“Eu cheguei aqui três horas da madrugada, isso não pode acontecer! Deixaram o moço entrar e as crianças ficaram! Que Xou da Xuxa é esse?! Que Xou da Xuxa é esse?!”
Nunca subestime o poder de um meme. A revolta da menina Patricia Veloso Martins na porta de uma gravação do Xou da Xuxa segue bombando nas redes e se desdobrando em mil variantes. Só no último domingo (22), ri umas três vezes com uma versão dublada em inglês (“What kind of Xuxa Show is this?!”) e outra em francês (C’est quoi ce concert de Xuxá?!”).
A frase de revolta de uma pequena criança com potencial de grevista do ABC resume à perfeição o conteúdo da série “Pra Sempre Paquitas”, no Globoplay: que Xou da Xuxa é esse que nos fez sonhar a infância inteira, e que hoje descobrimos ter sido um pesadelo para quem trabalhou nele?
Nos anos 80 e 90, nove entre dez meninas sonhavam em ser Paquitas, as assistentes de palco e dançarinas da Xuxa. A série confirma o que já desconfiávamos: sob a mão de ferro de Marlene Mattos, as meninas encararam uma rotina de shows de cinco meses seguidos, tendo só um fim de semana de folga; sofriam para conciliar trabalhos e estudos, indo dormir às 3h da manhã depois de um show e acordando às 7h para ir ao colégio; e, ainda menores de idade, sofriam uma intensa pressão para manter o peso que Marlene idealizava para elas. Ameaças de demissão se “continuassem gordas”.
Além de todo o assédio moral da produtora, com direito a xingamentos pesados, as Paquitas, hoje na casa dos 40 e 50 anos, relatam ao menos uma situação próxima do assédio sexual, quando Marlene exigiu que todas tirassem a roupa, sob o argumento de verificar o peso delas.
Rainha da mea-culpa
A série do Globoplay é um resumo cruel do que é o ambiente tóxico da televisão, dominado por egos gigantes e relações tóxicas. As meninas que foram trabalhar com Xuxa eram menores de idade, obcecadas por um sonho que gestavam na sala de casa, em frente à TV. Um dos grandes méritos do projeto é destrinchar a demissão em massa que todas as paquitas sofreram em 1996.
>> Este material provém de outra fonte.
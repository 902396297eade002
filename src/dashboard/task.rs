use std::{
    ops::ControlFlow,
    sync::{
        Arc,
        atomic::{AtomicBool, Ordering},
        mpsc::{self, RecvTimeoutError, Sender},
    },
    thread::{self, JoinHandle},
    time::{Duration, Instant},
};

use log::{debug, error, info};

use crate::PitwallError;

const MIN_INTERVAL: Duration = Duration::from_millis(1);

/// Fixed-rate timer deadlines. Fires that come due while a tick is still running are dropped
/// instead of queued, so a slow tick never causes a burst of catch-up ticks.
#[derive(Debug, Clone)]
pub struct TickSchedule {
    interval: Duration,
    next: Instant,
}

impl TickSchedule {
    /// First fire is due immediately at `start`.
    pub fn new(start: Instant, interval: Duration) -> Self {
        Self {
            interval: interval.max(MIN_INTERVAL),
            next: start,
        }
    }

    pub fn next_deadline(&self) -> Instant {
        self.next
    }

    /// Marks the current fire as handled at `now` and returns how many fires were skipped
    /// because they came due before `now`.
    pub fn complete(&mut self, now: Instant) -> u64 {
        self.next += self.interval;
        let mut skipped = 0;
        while self.next < now {
            self.next += self.interval;
            skipped += 1;
        }
        skipped
    }
}

/// Handle used to cancel a task from another thread, e.g. a Ctrl-C handler.
#[derive(Clone)]
pub struct CancelToken {
    cancelled: Arc<AtomicBool>,
    wake: Sender<()>,
}

impl CancelToken {
    pub fn cancel(&self) {
        self.cancelled.store(true, Ordering::SeqCst);
        // the task may already be gone, nothing to wake then
        let _ = self.wake.send(());
    }

    pub fn is_cancelled(&self) -> bool {
        self.cancelled.load(Ordering::SeqCst)
    }
}

/// A job that runs on its own thread every `interval`, owning its state.
///
/// The continuation flag is checked at the top of every iteration and again after each wait, and
/// `stop()` joins the thread: once it returns the job will never run again.
pub struct PollingTask<S: Send + 'static> {
    token: CancelToken,
    handle: Option<JoinHandle<S>>,
}

impl<S: Send + 'static> PollingTask<S> {
    pub fn spawn<F>(
        name: &str,
        interval: Duration,
        mut state: S,
        mut job: F,
    ) -> Result<Self, PitwallError>
    where
        F: FnMut(&mut S) -> ControlFlow<()> + Send + 'static,
    {
        let cancelled = Arc::new(AtomicBool::new(false));
        let (wake_tx, wake_rx) = mpsc::channel::<()>();
        let token = CancelToken {
            cancelled: Arc::clone(&cancelled),
            wake: wake_tx,
        };

        let task_name = name.to_string();
        let handle = thread::Builder::new()
            .name(task_name.clone())
            .spawn(move || {
                let mut schedule = TickSchedule::new(Instant::now(), interval);
                let mut skipped_total = 0;
                loop {
                    if cancelled.load(Ordering::SeqCst) {
                        break;
                    }
                    let wait = schedule
                        .next_deadline()
                        .saturating_duration_since(Instant::now());
                    match wake_rx.recv_timeout(wait) {
                        Ok(()) | Err(RecvTimeoutError::Disconnected) => break,
                        Err(RecvTimeoutError::Timeout) => {}
                    }
                    if cancelled.load(Ordering::SeqCst) {
                        break;
                    }
                    if job(&mut state).is_break() {
                        info!("{} finished on its own", task_name);
                        break;
                    }
                    let skipped = schedule.complete(Instant::now());
                    if skipped > 0 {
                        skipped_total += skipped;
                        debug!(
                            "{} overran its interval, dropped {} timer fires ({} total)",
                            task_name, skipped, skipped_total
                        );
                    }
                }
                state
            })
            .map_err(|e| PitwallError::TaskSpawnError { source: e })?;

        Ok(Self {
            token,
            handle: Some(handle),
        })
    }

    pub fn cancel_token(&self) -> CancelToken {
        self.token.clone()
    }

    pub fn is_finished(&self) -> bool {
        self.handle.as_ref().is_none_or(JoinHandle::is_finished)
    }

    /// Cancels the task and waits for the running iteration, if any, to finish. Returns the
    /// task's state, or `None` if the job panicked.
    pub fn stop(mut self) -> Option<S> {
        self.shutdown()
    }

    fn shutdown(&mut self) -> Option<S> {
        self.token.cancel();
        let handle = self.handle.take()?;
        match handle.join() {
            Ok(state) => Some(state),
            Err(_) => {
                error!("Polling task panicked");
                None
            }
        }
    }
}

impl<S: Send + 'static> Drop for PollingTask<S> {
    fn drop(&mut self) {
        self.shutdown();
    }
}

#[cfg(test)]
mod tests {
    use super::*;
    use std::sync::atomic::AtomicUsize;

    #[test]
    fn test_schedule_fires_immediately_then_every_interval() {
        let start = Instant::now();
        let mut schedule = TickSchedule::new(start, Duration::from_millis(100));
        assert_eq!(schedule.next_deadline(), start);

        assert_eq!(schedule.complete(start + Duration::from_millis(5)), 0);
        assert_eq!(
            schedule.next_deadline(),
            start + Duration::from_millis(100)
        );
    }

    #[test]
    fn test_schedule_drops_fires_during_overrun() {
        let start = Instant::now();
        let mut schedule = TickSchedule::new(start, Duration::from_millis(100));

        // tick started at 0 and ran until 350: fires at 100, 200 and 300 are dropped
        assert_eq!(schedule.complete(start + Duration::from_millis(350)), 3);
        assert_eq!(
            schedule.next_deadline(),
            start + Duration::from_millis(400)
        );
    }

    #[test]
    fn test_zero_interval_is_clamped() {
        let start = Instant::now();
        let mut schedule = TickSchedule::new(start, Duration::ZERO);
        schedule.complete(start);
        assert!(schedule.next_deadline() > start);
    }

    #[test]
    fn test_stop_prevents_further_runs() {
        let runs = Arc::new(AtomicUsize::new(0));
        let task_runs = Arc::clone(&runs);
        let task = PollingTask::spawn("test-task", Duration::from_millis(10), 0u32, move |n| {
            *n += 1;
            task_runs.fetch_add(1, Ordering::SeqCst);
            ControlFlow::Continue(())
        })
        .unwrap();

        while runs.load(Ordering::SeqCst) < 2 {
            thread::sleep(Duration::from_millis(5));
        }
        let state = task.stop().unwrap();
        let after_stop = runs.load(Ordering::SeqCst);
        assert_eq!(state as usize, after_stop);

        thread::sleep(Duration::from_millis(50));
        assert_eq!(runs.load(Ordering::SeqCst), after_stop);
    }

    #[test]
    fn test_job_can_end_the_task() {
        let task = PollingTask::spawn("test-task", Duration::from_millis(1), 0u32, |n| {
            *n += 1;
            if *n == 3 {
                ControlFlow::Break(())
            } else {
                ControlFlow::Continue(())
            }
        })
        .unwrap();

        while !task.is_finished() {
            thread::sleep(Duration::from_millis(1));
        }
        assert_eq!(task.stop(), Some(3));
    }

    #[test]
    fn test_cancel_token_wakes_a_long_wait() {
        let task = PollingTask::spawn("test-task", Duration::from_secs(3600), 0u32, |n| {
            *n += 1;
            ControlFlow::Continue(())
        })
        .unwrap();
        let token = task.cancel_token();

        let started = Instant::now();
        token.cancel();
        assert!(token.is_cancelled());
        let runs = task.stop().unwrap();
        assert!(runs <= 1);
        assert!(started.elapsed() < Duration::from_secs(5));
    }
}
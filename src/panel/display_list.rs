use crate::PitwallError;

/// Drawing primitives a panel can issue. Styling is entirely up to the implementation.
pub trait PanelRenderer {
    fn draw_points(&mut self, series: &[PointSeries]) -> Result<(), PitwallError>;
    fn draw_bars(&mut self, labels: &[String], values: &[f64]) -> Result<(), PitwallError>;
    fn draw_pie(&mut self, labels: &[String], weights: &[f64]) -> Result<(), PitwallError>;
    fn draw_text(&mut self, message: &str) -> Result<(), PitwallError>;
    fn clear(&mut self);
}

#[derive(Clone, Copy, Debug, PartialEq, Eq)]
pub enum SeriesStyle {
    /// Scatter markers, one per point
    Markers,
    /// Connected line through the points, e.g. a track outline
    Outline,
}

#[derive(Clone, Debug, PartialEq)]
pub struct PointSeries {
    pub label: String,
    pub style: SeriesStyle,
    pub points: Vec<(f64, f64)>,
}

#[derive(Clone, Debug, PartialEq)]
pub enum DrawCommand {
    Points(Vec<PointSeries>),
    Bars { labels: Vec<String>, values: Vec<f64> },
    Pie { labels: Vec<String>, weights: Vec<f64> },
    Text(String),
}

impl DrawCommand {
    fn labels(&self) -> Vec<&str> {
        match self {
            DrawCommand::Points(series) => series.iter().map(|s| s.label.as_str()).collect(),
            DrawCommand::Bars { labels, .. } | DrawCommand::Pie { labels, .. } => {
                labels.iter().map(String::as_str).collect()
            }
            DrawCommand::Text(text) => vec![text.as_str()],
        }
    }
}

/// Recording renderer: validates every draw call and keeps the resulting commands so a frame can
/// be painted later, on whatever thread owns the window.
#[derive(Clone, Debug, Default, PartialEq)]
pub struct DisplayList {
    commands: Vec<DrawCommand>,
}

impl DisplayList {
    pub fn commands(&self) -> &[DrawCommand] {
        &self.commands
    }

    pub fn is_empty(&self) -> bool {
        self.commands.is_empty()
    }

    /// Length in characters of the longest label drawn, used to size label margins.
    pub fn longest_label(&self) -> usize {
        self.commands
            .iter()
            .flat_map(|command| command.labels())
            .map(|label| label.chars().count())
            .max()
            .unwrap_or(0)
    }
}

fn render_failed(reason: impl Into<String>) -> PitwallError {
    PitwallError::RenderFailed {
        reason: reason.into(),
    }
}

fn check_labels(labels: &[String], values: &[f64], what: &str) -> Result<(), PitwallError> {
    if labels.len() != values.len() {
        return Err(render_failed(format!(
            "{} labels for {} {}",
            labels.len(),
            values.len(),
            what
        )));
    }
    if let Some(bad) = values.iter().find(|v| !v.is_finite()) {
        return Err(render_failed(format!("non-finite {what} value {bad}")));
    }
    Ok(())
}

impl PanelRenderer for DisplayList {
    fn draw_points(&mut self, series: &[PointSeries]) -> Result<(), PitwallError> {
        let non_finite = series
            .iter()
            .find(|s| s.points.iter().any(|(x, y)| !x.is_finite() || !y.is_finite()));
        if let Some(series) = non_finite {
            return Err(render_failed(format!(
                "non-finite coordinates in series {}",
                series.label
            )));
        }
        self.commands.push(DrawCommand::Points(series.to_vec()));
        Ok(())
    }

    fn draw_bars(&mut self, labels: &[String], values: &[f64]) -> Result<(), PitwallError> {
        check_labels(labels, values, "bar")?;
        self.commands.push(DrawCommand::Bars {
            labels: labels.to_vec(),
            values: values.to_vec(),
        });
        Ok(())
    }

    fn draw_pie(&mut self, labels: &[String], weights: &[f64]) -> Result<(), PitwallError> {
        check_labels(labels, weights, "slice")?;
        if weights.iter().any(|w| *w < 0.) {
            return Err(render_failed("negative pie slice weight"));
        }
        if weights.iter().sum::<f64>() <= 0. {
            return Err(render_failed("pie slices have no total weight"));
        }
        self.commands.push(DrawCommand::Pie {
            labels: labels.to_vec(),
            weights: weights.to_vec(),
        });
        Ok(())
    }

    fn draw_text(&mut self, message: &str) -> Result<(), PitwallError> {
        self.commands.push(DrawCommand::Text(message.to_string()));
        Ok(())
    }

    fn clear(&mut self) {
        self.commands.clear();
    }
}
Lideradas por Ana Paula Guimarães, a Catuxa, elas tinham o sonho de montar um espetáculo de teatro e foram manipuladas por João Henrique Schiller, que fazia parte da equipe de produção do Xou.
Chamado para dirigir a peça, ele gravou todo o desabafo das Paquitas e publicou um livro mesmo sem a autorização dos pais. As confissões enfureceram Marlene que, como de hábito, fez a cabeça de Xuxa, tratando-as como inimigas e traidoras.
O reencontro de Xuxa com essas Paquitas da primeira geração é o ponto alto da série. Xuxa passa todo esse encontro e os cinco episódios em modo mea culpa, pedindo perdão por tudo: ter se deixado manipular por Marlene, não ter dado o acolhimento devido às meninas, ter pensado mais em si do que nelas quando o Xou terminou.
A atriz Bárbara Borges, paquita da Nova Geração, foi às redes reclamar que só aparecem no último episódio e também pedir um encontro de acerto de contas com a rainha –será que temos assunto para uma terceira temporada do UEX– o Universo Expandido Xuxa?
“Pra Sempre Paquitas” tem o mérito de mostrar o quanto a TV brasileira já evoluiu em muitos aspectos, da preocupação com a diversidade e a representatividade à condenação de assédios morais e sexuais.
Só tem um grande problema: toda a condenação é reservada a Marlene Mattos, que não quis dar depoimento, ficando assim como a vilã incontestável da história toda. Nada se fala sobre a responsabilidade da Globo sobre o que ocorria no Xou da Xuxa.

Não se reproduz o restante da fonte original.